Open e-k-m opened 4 years ago
Hi, @e-k-m For 2., I would like to try some refinement methods, such as guided filtering or dense CRF. Retraining on your own dataset can always give you more precise results.
For 3, larger size of images always mean that there exist larger disparity values. When training or testing on large images, the maximum disparity value should be concerned.
For 4, "basic" model is a solution here. In #155 , I suggested that you can skip latest one or two "hourglass" (simply comment the forward code to achieve intermediate result).
@JiaRenChang thank you a lot for the feedback, -- very informative. Will look into it. Have a great day.
Thank you for making this code publicly available. Very cool. I have been comparing the resulting disparity maps using PSMNet with the pretrained KITTI 2015 model, with results using OpenCV Semi Global Block Matcher using restrictive parameters for precise but not dense disparity maps.

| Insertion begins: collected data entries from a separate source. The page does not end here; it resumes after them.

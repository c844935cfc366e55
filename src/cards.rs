//! Card and deck-chain value types shared by every stage of generation.

use serde::{Deserialize, Serialize};

/// A single question/answer pair.
#[derive(Debug, Clone, PartialEq, Serialize, Deserialize)]
pub struct Card {
    pub front: String,
    pub back: String,
}

impl Card {
    pub fn new(front: impl Into<String>, back: impl Into<String>) -> Self {
        Self {
            front: front.into(),
            back: back.into(),
        }
    }
}

/// One link in the ancestor path from the root deck down to the current deck.
#[derive(Debug, Clone, PartialEq, Serialize, Deserialize)]
pub struct DeckChainEntry {
    pub title: String,
    #[serde(default, skip_serializing_if = "Option::is_none")]
    pub topic: Option<String>,
}

impl DeckChainEntry {
    pub fn new(title: impl Into<String>, topic: Option<String>) -> Self {
        Self {
            title: title.into(),
            topic,
        }
    }

    /// The deck topic, falling back to the title when unset or blank.
    pub fn topic(&self) -> &str {
        match self.topic.as_deref() {
            Some(t) if !t.trim().is_empty() => t,
            _ => &self.title,
        }
    }

    /// Parse `title` or `title:topic` as given on the command line.
    pub fn parse(arg: &str) -> Self {
        match arg.split_once(':') {
            Some((title, topic)) => Self::new(title.trim(), Some(topic.trim().to_string())),
            None => Self::new(arg.trim(), None),
        }
    }
}

/// Display titles of a chain, root first.
pub fn titles(chain: &[DeckChainEntry]) -> Vec<String> {
    chain.iter().map(|e| e.title.clone()).collect()
}

/// Topic labels of a chain, root first, parallel to [`titles`].
pub fn topics(chain: &[DeckChainEntry]) -> Vec<String> {
    chain.iter().map(|e| e.topic().to_string()).collect()
}

/// Breadcrumb string such as `Korean > Food > Slang`.
pub fn full_path(chain: &[DeckChainEntry]) -> String {
    chain
        .iter()
        .map(|e| e.title.as_str())
        .collect::<Vec<_>>()
        .join(" > ")
}

/// Outcome of comparing one candidate card against a corpus.
#[derive(Debug, Clone, PartialEq, Serialize, Deserialize)]
#[serde(rename_all = "camelCase")]
pub struct DuplicateVerdict {
    pub is_duplicate: bool,
    #[serde(default, skip_serializing_if = "Option::is_none")]
    pub similar_card: Option<Card>,
    #[serde(default, skip_serializing_if = "Option::is_none")]
    pub similarity: Option<f64>,
}

impl DuplicateVerdict {
    pub fn not_duplicate() -> Self {
        Self {
            is_duplicate: false,
            similar_card: None,
            similarity: None,
        }
    }

    pub fn matched(card: &Card, similarity: f64) -> Self {
        Self {
            is_duplicate: true,
            similar_card: Some(card.clone()),
            similarity: Some(similarity),
        }
    }
}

In addition images of size 2736 x 1542 (w/h) are used as input for the OpenCV SGMB matcher, while images of size 1242 x (w/h) are used as input
for the PSMNet matcher. Given this I have the following remarks and questions:
The results are generally very good concerning the density of estimated disparity values, compared to OpenCV SGMB (see e.g. Figure 1)

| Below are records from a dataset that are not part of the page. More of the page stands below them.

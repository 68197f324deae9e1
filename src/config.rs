use anyhow::{Context, Result, bail};
use clap::Parser;
use reqwest::Url;
use std::path::PathBuf;
use std::time::Duration;

pub const DEFAULT_API_BASE: &str = "http://localhost:8000/youtube";

#[derive(Parser, Debug)]
#[command(author, version, about = "Terminal client for a video download backend")]
pub struct Cli {
    /// Video URL to prefill.
    pub url: Option<String>,

    /// Backend base address; endpoints are `{base}/formats` and `{base}/download/*`.
    #[arg(long, env = "YTGRAB_API_BASE", default_value = DEFAULT_API_BASE)]
    pub api_base: String,

    /// Where "Download Link" saves files.
    #[arg(short, long, default_value = ".")]
    pub output_dir: PathBuf,

    #[arg(long, default_value = "ytgrab.log")]
    pub log_file: PathBuf,

    /// UI language (en, ko). Defaults to LANG.
    #[arg(long)]
    pub lang: Option<String>,

    /// Give up on backend requests after this many seconds. Unset waits forever.
    #[arg(long)]
    pub timeout_secs: Option<u64>,
}

#[derive(Debug, Clone)]
pub struct Config {
    pub api_base: String,
    pub initial_url: String,
    pub output_dir: PathBuf,
    pub log_file: PathBuf,
    pub lang: Option<String>,
    pub timeout: Option<Duration>,
}

impl Config {
    pub fn from_cli(cli: Cli) -> Result<Self> {
        let base = cli.api_base.trim().trim_end_matches('/');
        let parsed = Url::parse(base).with_context(|| format!("invalid --api-base {base:?}"))?;
        if !matches!(parsed.scheme(), "http" | "https") {
            bail!("--api-base must be an http(s) URL, got {base:?}");
        }

        Ok(Self {
            api_base: base.to_string(),
            initial_url: cli.url.unwrap_or_default(),
            output_dir: cli.output_dir,
            log_file: cli.log_file,
            lang: cli.lang,
            timeout: cli.timeout_secs.filter(|s| *s > 0).map(Duration::from_secs),
        })
    }
}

It generally seems that the PSMNet results estimate a larger foreground for fine objects than actually seeming to be correct. As an example in Figure 1. the direction signs pool is estimated rather coarsely compared to OpenCVs SGMB? Would better results be achieved if I would retrained and estimate on high resolution images e.g. 2736 x 1542?
If I use input images of size 2736 x 1542 as input to PSMNet I get very poor matching results. This seems logical. If I retrain on 2736 x 1542 can I expect the results to be better than currently for 1242 x?

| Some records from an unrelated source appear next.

use std::env;

pub use rust_i18n::t;

const LOCALES: [&str; 2] = ["en", "ko"];

/// Picks the UI locale from the flag, then `LANG`, then English.
pub fn init_locale(preferred: Option<&str>) -> String {
    let locale = preferred
        .map(str::to_string)
        .or_else(|| env::var("LANG").ok())
        .and_then(|l| supported(&l))
        .unwrap_or_else(|| "en".to_string());
    rust_i18n::set_locale(&locale);
    locale
}

fn supported(locale: &str) -> Option<String> {
    let lang = locale
        .split(['_', '-', '.'])
        .next()
        .unwrap_or_default()
        .to_lowercase();
    LOCALES
        .iter()
        .find(|l| **l == lang)
        .map(|l| l.to_string())
}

Currently, I can not process images of size 2736 x 1542 on the CPU, since > 80 GB of memory would need to be allocated. This is fine, since GPU works. But what network optimization / adaptions could be applied to reduce memory usage on CPU / in general, while precision could be reduced to a small amount? Would running the "basic" model instead of "stackhourglass" do the trick? I also think https://github.com/JiaRenChang/PSMNet/issues/155 applies here.
Figure 1: Left stereo image, OpenCV SGMB result, PSMNet result.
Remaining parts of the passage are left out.